EC1 Łódź – City of Culture is a cultural institution in Łódź, located within the revitalised urban complex which previously housed the first power plant in the city. Buildings belonging to the power plant have been revitalized and adapted to serve as centres of culture and science. The institution comprises the EC1 Science and Technology Centre, the EC1 Planetarium, the National Centre for Film Culture, and the Centre for Comics and Interactive Narrative, as well as the Street of the Elements – a children's museum of the sciences. The EC1 Łódź – City of Culture is an institution run by the City of Łódź and the Ministry of Culture and National Heritage of Poland.

The EC1 complex is located at 1/3 Targowa Street in Łódź, next to the Łódź Fabryczna railway station, within the New Centre of Łódź area; the institution's offices are located nearby at Tuwima 46. Individual centres are specialised educational and exhibition venues, functioning as departments of the main institution and located on the grounds of the revitalised power plant. The Łódź Film Commission, a specialized unit supporting film, television, advertising, and photography productions in Łódź and the region, also operates within the EC1 Łódź – City of Culture structure.

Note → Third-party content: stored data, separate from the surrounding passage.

//! UseCase: join a participant into an appointment room.
//!
//! First join creates the room in `waiting`. The second distinct identity
//! moves the room to `offered`, designates the initiator and notifies both
//! sides. A rejoin by the same identity replaces its stale connection.

use std::sync::Arc;

use crate::common::time::Clock;
use crate::domain::{
    CallStatus, ConnectionId, DisplayName, MessagePusher, Participant, ParticipantId,
    RegistryError, Role, RoomId, RoomRegistry, Timestamp, select_initiator,
};
use crate::infrastructure::dto::websocket::ServerEvent;

/// Validated join request, converted from the wire event by the handler
#[derive(Debug, Clone)]
pub struct JoinRequest {
    pub room_id: RoomId,
    pub participant_id: ParticipantId,
    pub display_name: DisplayName,
    pub role: Role,
}

/// Joins participants into rooms and runs the initiation policy
pub struct JoinRoomUseCase {
    registry: Arc<dyn RoomRegistry>,
    message_pusher: Arc<dyn MessagePusher>,
    clock: Arc<dyn Clock>,
}

impl JoinRoomUseCase {
    pub fn new(
        registry: Arc<dyn RoomRegistry>,
        message_pusher: Arc<dyn MessagePusher>,
        clock: Arc<dyn Clock>,
    ) -> Self {
        Self {
            registry,
            message_pusher,
            clock,
        }
    }

    /// Execute a join for `connection_id`.
    ///
    /// On `RoomFull` the caller reports the error to the joining connection
    /// only; the room and its occupants are left untouched.
    pub async fn execute(
        &self,
        connection_id: ConnectionId,
        request: JoinRequest,
    ) -> Result<(), RegistryError> {
        let participant = Participant {
            connection_id,
            participant_id: request.participant_id,
            display_name: request.display_name,
            role: request.role,
            joined_at: Timestamp::new(self.clock.now_millis()),
        };

        let outcome = self
            .registry
            .join(request.room_id.clone(), participant.clone())
            .await?;

        if let Some(stale) = outcome.replaced_connection {
            // The replaced connection is dead: drop its push channel so any
            // relay still addressed to it is treated as peer-unavailable.
            tracing::info!(
                "Participant '{}' reconnected to room '{}', retiring connection '{}'",
                participant.participant_id,
                request.room_id,
                stale
            );
            self.message_pusher.unregister_connection(stale).await;
        }

        let Some(other) = outcome.other else {
            tracing::info!(
                "Participant '{}' is waiting alone in room '{}'",
                participant.participant_id,
                request.room_id
            );
            return Ok(());
        };

        // Both sides are present: designate the initiator. The transition is
        // a logged no-op when a reconnect lands on a room that is already
        // past `offered`; re-sending the initiator notification is harmless.
        if let Err(e) = self
            .registry
            .set_status(&request.room_id, CallStatus::Offered)
            .await
        {
            tracing::debug!("Status update skipped for room '{}': {}", request.room_id, e);
        }

        let initiator_is_joiner =
            select_initiator(&participant, &other).participant_id == participant.participant_id;

        // The occupant always learns about the arrival first.
        self.push(other.connection_id, &ServerEvent::user_joined(&participant))
            .await;

        if initiator_is_joiner {
            self.push(connection_id, &ServerEvent::you_initiate(&other))
                .await;
        } else {
            self.push(connection_id, &ServerEvent::peer_joined(&other))
                .await;
            self.push(other.connection_id, &ServerEvent::you_initiate(&participant))
                .await;
        }

        tracing::info!(
            "Room '{}' is offered; initiator is '{}'",
            request.room_id,
            if initiator_is_joiner {
                participant.participant_id.as_str()
            } else {
                other.participant_id.as_str()
            }
        );

        Ok(())
    }

    async fn push(&self, connection_id: ConnectionId, event: &ServerEvent) {
        let json = match serde_json::to_string(event) {
            Ok(json) => json,
            Err(e) => {
                tracing::error!("Failed to serialize server event: {}", e);
                return;
            }
        };
        if let Err(e) = self.message_pusher.push_to(connection_id, &json).await {
            tracing::warn!("Failed to notify connection '{}': {}", connection_id, e);
        }
    }
}
//! Data Transfer Objects for the signaling server.
//!
//! DTOs are organized by protocol:
//! - `websocket`: signaling events exchanged over the WebSocket
//! - `http`: HTTP API response DTOs
//! - `conversion`: domain model to DTO mapping

pub mod conversion;
pub mod http;
pub mod websocket;
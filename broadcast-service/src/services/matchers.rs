//! Asset-to-recording matching strategies
//!
//! The provider's asset payload does not always carry a clean foreign key
//! back to a recording, so the engine tries an ordered list of strategies
//! and stops at the first hit. Each strategy is a self-contained lookup over
//! the store, which keeps them testable in isolation and lets new strategies
//! slot in without touching engine control flow.

use chrono::{Duration, Utc};
use uuid::Uuid;

use super::ingress::AssetEventPayload;
use crate::models::RecordingStatus;
use crate::store::{LifecycleStore, StoreResult};

#[derive(Debug, Clone, Copy, PartialEq, Eq)]
pub enum MatchStrategy {
    /// Fast path once an asset id has been linked to a recording.
    ByProviderAssetId,
    /// Asset's source session id → stream's provider id → that stream's
    /// recording. The common case for recordings pre-created at stream-end.
    BySourceSession,
    /// Best-effort fallback: exact title equality against unlinked
    /// recordings still awaiting their asset, scanned most-recent-first
    /// inside a bounded window.
    ByRecentTitle,
}

/// Strategies in the order the engine applies them.
pub const STRATEGY_ORDER: [MatchStrategy; 3] = [
    MatchStrategy::ByProviderAssetId,
    MatchStrategy::BySourceSession,
    MatchStrategy::ByRecentTitle,
];

impl MatchStrategy {
    pub fn name(&self) -> &'static str {
        match self {
            Self::ByProviderAssetId => "provider_asset_id",
            Self::BySourceSession => "source_session",
            Self::ByRecentTitle => "recent_title",
        }
    }

    pub async fn locate(
        &self,
        store: &dyn LifecycleStore,
        asset: &AssetEventPayload,
        window_secs: i64,
        scan_limit: i64,
    ) -> StoreResult<Option<Uuid>> {
        match self {
            Self::ByProviderAssetId => Ok(store
                .recording_by_provider_asset(&asset.id)
                .await?
                .map(|rec| rec.id)),

            Self::BySourceSession => {
                let Some(session_id) = &asset.source_session_id else {
                    return Ok(None);
                };
                let Some(stream) = store.stream_by_provider_id(session_id).await? else {
                    return Ok(None);
                };
                Ok(store
                    .recording_for_stream(stream.id)
                    .await?
                    .map(|rec| rec.id))
            }

            Self::ByRecentTitle => {
                let Some(name) = &asset.name else {
                    return Ok(None);
                };
                let cutoff = Utc::now() - Duration::seconds(window_secs);
                let candidates = store
                    .recordings_in_status(
                        &[RecordingStatus::Processing, RecordingStatus::Pending],
                        cutoff,
                        scan_limit,
                    )
                    .await?;
                Ok(candidates
                    .into_iter()
                    .find(|rec| rec.provider_asset_id.is_none() && &rec.title == name)
                    .map(|rec| rec.id))
            }
        }
    }
}

/// Run the strategies in order; first hit wins.
pub async fn locate_recording(
    store: &dyn LifecycleStore,
    asset: &AssetEventPayload,
    window_secs: i64,
    scan_limit: i64,
) -> StoreResult<Option<(MatchStrategy, Uuid)>> {
    for strategy in STRATEGY_ORDER {
        if let Some(id) = strategy.locate(store, asset, window_secs, scan_limit).await? {
            return Ok(Some((strategy, id)));
        }
    }
    Ok(None)
}
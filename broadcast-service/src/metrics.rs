use std::time::Duration;

use actix_web::HttpResponse;
use once_cell::sync::Lazy;
use prometheus::{
    Encoder, HistogramOpts, HistogramVec, IntCounter, IntCounterVec, Opts, TextEncoder,
};

static WEBHOOK_EVENTS_TOTAL: Lazy<IntCounterVec> = Lazy::new(|| {
    let counter = IntCounterVec::new(
        Opts::new(
            "broadcast_service_webhook_events_total",
            "Provider webhook events by type and reconcile outcome",
        ),
        &["event_type", "outcome"],
    )
    .expect("failed to create broadcast_service_webhook_events_total");
    prometheus::default_registry()
        .register(Box::new(counter.clone()))
        .expect("failed to register broadcast_service_webhook_events_total");
    counter
});

static RECONCILE_DURATION_SECONDS: Lazy<HistogramVec> = Lazy::new(|| {
    let histogram = HistogramVec::new(
        HistogramOpts::new(
            "broadcast_service_reconcile_duration_seconds",
            "Latency of one reconcile pass per webhook event",
        )
        .buckets(vec![
            0.001, 0.005, 0.01, 0.025, 0.05, 0.1, 0.25, 0.5, 1.0, 2.5,
        ]),
        &["event_type"],
    )
    .expect("failed to create broadcast_service_reconcile_duration_seconds");
    prometheus::default_registry()
        .register(Box::new(histogram.clone()))
        .expect("failed to register broadcast_service_reconcile_duration_seconds");
    histogram
});

static ORPHAN_RECORDINGS_TOTAL: Lazy<IntCounter> = Lazy::new(|| {
    let counter = IntCounter::new(
        "broadcast_service_orphan_recordings_total",
        "Recordings created with an unresolved creator",
    )
    .expect("failed to create broadcast_service_orphan_recordings_total");
    prometheus::default_registry()
        .register(Box::new(counter.clone()))
        .expect("failed to register broadcast_service_orphan_recordings_total");
    counter
});

static VIEWER_EVENTS_TOTAL: Lazy<IntCounterVec> = Lazy::new(|| {
    let counter = IntCounterVec::new(
        Opts::new(
            "broadcast_service_viewer_events_total",
            "Viewer session joins, leaves, and reaped sessions",
        ),
        &["event"],
    )
    .expect("failed to create broadcast_service_viewer_events_total");
    prometheus::default_registry()
        .register(Box::new(counter.clone()))
        .expect("failed to register broadcast_service_viewer_events_total");
    counter
});

pub fn observe_webhook(event_type: &str, outcome: &str, elapsed: Duration) {
    WEBHOOK_EVENTS_TOTAL
        .with_label_values(&[event_type, outcome])
        .inc();
    RECONCILE_DURATION_SECONDS
        .with_label_values(&[event_type])
        .observe(elapsed.as_secs_f64());
}

pub fn record_webhook_outcome(event_type: &str, outcome: &str) {
    WEBHOOK_EVENTS_TOTAL
        .with_label_values(&[event_type, outcome])
        .inc();
}

pub fn record_orphan() {
    ORPHAN_RECORDINGS_TOTAL.inc();
}

pub fn record_viewer_event(event: &str) {
    VIEWER_EVENTS_TOTAL.with_label_values(&[event]).inc();
}

pub async fn serve_metrics() -> HttpResponse {
    let encoder = TextEncoder::new();
    let metric_families = prometheus::gather();

    let mut buffer = Vec::new();
    if let Err(err) = encoder.encode(&metric_families, &mut buffer) {
        return HttpResponse::InternalServerError().body(err.to_string());
    }

    HttpResponse::Ok()
        .content_type(encoder.format_type())
        .body(buffer)
}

The EC1 Łódź – City of Culture complex is an anchor point on the European Route of Industrial Heritage.

== History ==
At the turn of the 20th and 21st centuries, approximately 90 hectares of unused post-industrial and railway lands were located in the centre of Łódź, near the Łódź Fabryczna railway station. Despite its proximity to the centre of the city, the area remained underdeveloped. Its focal points were the station and the historic EC1 Łódź Power Station buildings. In 2005, municipal authorities began work on the New Centre of Łódź project, which proposed wide-scope urban renewal of the EC1 complex and transforming it into a cultural centre. This program relied on combining urban renewal, preserving industrial heritage and developing cultural and educational spaces.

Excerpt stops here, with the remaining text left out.